Usually, it starts with perspectives that are intra-professionally oriented, then inter-collegially; soon, it turns para-professionally and ultimately… we set our sights on the provider-to-consumer discourse. These discussions aren’t new. The solutions, for the most part remain the same. Still, there may be opportunities now, to make such connections better; and, to begin building bridges while collaborating in more circles and less rows, with both our healthcare allies as well as our general consumers.
Now, a quick preamble: As per the norm to my more challenging posts, I feel its important to first identify the gaps before we rush into a solution. By doing so, we can better craft a big picture approach that includes as many stakeholders as possible.
Bridging The Gap
1. The Value Gap.
Let me start off this post with a fun survey I posted on Facebook:
That breaks down to people having the following outlooks on our profession:
Despite such positivity: Year after year, we continually hear bellows of how terrible our payment systems have been, insurance companies are reimbursing less, people’s co-pays are getting higher and higher… etc, etc, etc. For as long as I can remember, there’s this value gap of fitness vs. physio, insurance vs. cash, then… that whole gambit of comparing ourselves to and with chiropractors, massage therapists, and acupuncturists.

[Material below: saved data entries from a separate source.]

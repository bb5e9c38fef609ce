//! Client configuration.

use std::fmt;

use serde::{Deserialize, Serialize};

use crate::error::ApiError;

/// What the dispatcher does when a request gets no response at all.
#[derive(Debug, Clone, Copy, Default, PartialEq, Eq, Serialize, Deserialize)]
#[serde(rename_all = "snake_case")]
pub enum TransportFailurePolicy {
    /// Return `ApiError::Transport`.
    #[default]
    Surface,
    /// Answer with a locally built 404 envelope with an empty body.
    Synthesize,
}

/// HTTP basic credentials.
#[derive(Clone, Serialize, Deserialize)]
pub struct Credentials {
    pub username: String,
    #[serde(skip_serializing, default)]
    pub password: String,
}

impl fmt::Debug for Credentials {
    fn fmt(&self, f: &mut fmt::Formatter<'_>) -> fmt::Result {
        f.debug_struct("Credentials")
            .field("username", &self.username)
            .field("password", &"<redacted>")
            .finish()
    }
}

#[derive(Debug, Clone, Serialize, Deserialize)]
pub struct ClientConfig {
    pub base_url: String,
    #[serde(default)]
    pub credentials: Option<Credentials>,
    #[serde(default = "default_ssl_verify")]
    pub ssl_verify: bool,
    #[serde(default)]
    pub transport_failure: TransportFailurePolicy,
}

fn default_ssl_verify() -> bool {
    true
}

impl ClientConfig {
    pub fn new(base_url: impl Into<String>) -> Self {
        Self {
            base_url: base_url.into(),
            credentials: None,
            ssl_verify: true,
            transport_failure: TransportFailurePolicy::default(),
        }
    }

    #[must_use]
    pub fn with_credentials(mut self, username: impl Into<String>, password: impl Into<String>) -> Self {
        self.credentials = Some(Credentials {
            username: username.into(),
            password: password.into(),
        });
        self
    }

    #[must_use]
    pub fn with_ssl_verify(mut self, ssl_verify: bool) -> Self {
        self.ssl_verify = ssl_verify;
        self
    }

    #[must_use]
    pub fn with_transport_failure(mut self, policy: TransportFailurePolicy) -> Self {
        self.transport_failure = policy;
        self
    }

    /// Read `JENKINS_URL`, `JENKINS_USER`, `JENKINS_PASSWORD` and
    /// `JENKINS_SSL_VERIFY` from the environment.
    pub fn from_env() -> Result<Self, ApiError> {
        Self::from_lookup(|key| std::env::var(key).ok())
    }

    fn from_lookup(lookup: impl Fn(&str) -> Option<String>) -> Result<Self, ApiError> {
        let base_url = lookup("JENKINS_URL")
            .ok_or_else(|| ApiError::Config("JENKINS_URL is not set".to_string()))?;
        let mut config = Self::new(base_url);
        if let Some(username) = lookup("JENKINS_USER") {
            let password = lookup("JENKINS_PASSWORD").unwrap_or_default();
            config = config.with_credentials(username, password);
        }
        if let Some(flag) = lookup("JENKINS_SSL_VERIFY") {
            config.ssl_verify = match flag.to_ascii_lowercase().as_str() {
                "1" | "true" | "yes" => true,
                "0" | "false" | "no" => false,
                other => {
                    return Err(ApiError::Config(format!(
                        "JENKINS_SSL_VERIFY must be true or false, got: {other}"
                    )))
                }
            };
        }
        config.validated()
    }

    /// Check the URL scheme and strip a trailing `/`.
    pub fn validated(mut self) -> Result<Self, ApiError> {
        if !self.base_url.starts_with("http://") && !self.base_url.starts_with("https://") {
            return Err(ApiError::Config(format!(
                "URL must start with http:// or https://, got: {}",
                self.base_url
            )));
        }
        let trimmed = self.base_url.trim_end_matches('/').len();
        self.base_url.truncate(trimmed);
        Ok(self)
    }
}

The thing is, we still remain just shy of that 10% marketshare capture. Meaning, a little under 1/10 people who have movement & musculoskeletal needs, will ever eventually seek care (directly, referred, or otherwise) from a Physical Therapist. This, was a heavy point of fact that we were able to document, in person, during the APTA’s Private Practice Section conference in Las Vegas… touring the strip asking, “What would you do if you had low back pain?”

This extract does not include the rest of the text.